WHAT IS BEING ASKED | Take every line from the records below that includes the word "NaiveDateTime".

___

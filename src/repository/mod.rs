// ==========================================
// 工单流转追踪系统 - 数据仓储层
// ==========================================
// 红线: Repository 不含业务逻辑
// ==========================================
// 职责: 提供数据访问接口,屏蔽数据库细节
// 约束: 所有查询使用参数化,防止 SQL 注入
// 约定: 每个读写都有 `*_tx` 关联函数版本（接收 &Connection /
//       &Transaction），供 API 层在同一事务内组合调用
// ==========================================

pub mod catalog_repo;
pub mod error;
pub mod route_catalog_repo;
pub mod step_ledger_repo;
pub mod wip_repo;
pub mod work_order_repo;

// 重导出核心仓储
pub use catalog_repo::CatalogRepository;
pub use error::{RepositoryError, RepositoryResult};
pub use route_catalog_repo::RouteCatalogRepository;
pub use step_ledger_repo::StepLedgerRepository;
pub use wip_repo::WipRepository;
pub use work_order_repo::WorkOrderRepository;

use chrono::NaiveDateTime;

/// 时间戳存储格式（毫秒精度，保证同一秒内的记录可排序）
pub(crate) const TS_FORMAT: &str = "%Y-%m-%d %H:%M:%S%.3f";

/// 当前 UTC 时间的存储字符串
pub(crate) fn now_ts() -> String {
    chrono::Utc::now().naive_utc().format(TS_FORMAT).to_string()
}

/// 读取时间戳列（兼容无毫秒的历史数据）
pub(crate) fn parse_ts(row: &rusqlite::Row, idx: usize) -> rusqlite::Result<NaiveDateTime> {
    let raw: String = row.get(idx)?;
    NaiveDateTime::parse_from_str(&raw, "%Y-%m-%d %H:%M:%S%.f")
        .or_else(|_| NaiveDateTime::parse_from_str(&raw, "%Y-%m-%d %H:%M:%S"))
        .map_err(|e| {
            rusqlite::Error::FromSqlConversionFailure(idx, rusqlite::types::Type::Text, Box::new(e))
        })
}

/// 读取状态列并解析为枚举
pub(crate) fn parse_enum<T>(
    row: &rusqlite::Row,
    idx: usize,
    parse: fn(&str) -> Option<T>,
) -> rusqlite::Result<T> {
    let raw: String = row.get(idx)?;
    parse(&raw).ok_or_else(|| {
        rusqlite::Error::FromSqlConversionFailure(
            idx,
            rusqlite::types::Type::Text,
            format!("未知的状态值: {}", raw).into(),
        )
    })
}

___

OUTPUT |
use chrono::NaiveDateTime;
pub(crate) fn parse_ts(row: &rusqlite::Row, idx: usize) -> rusqlite::Result<NaiveDateTime> {
    NaiveDateTime::parse_from_str(&raw, "%Y-%m-%d %H:%M:%S%.f")
        .or_else(|_| NaiveDateTime::parse_from_str(&raw, "%Y-%m-%d %H:%M:%S"))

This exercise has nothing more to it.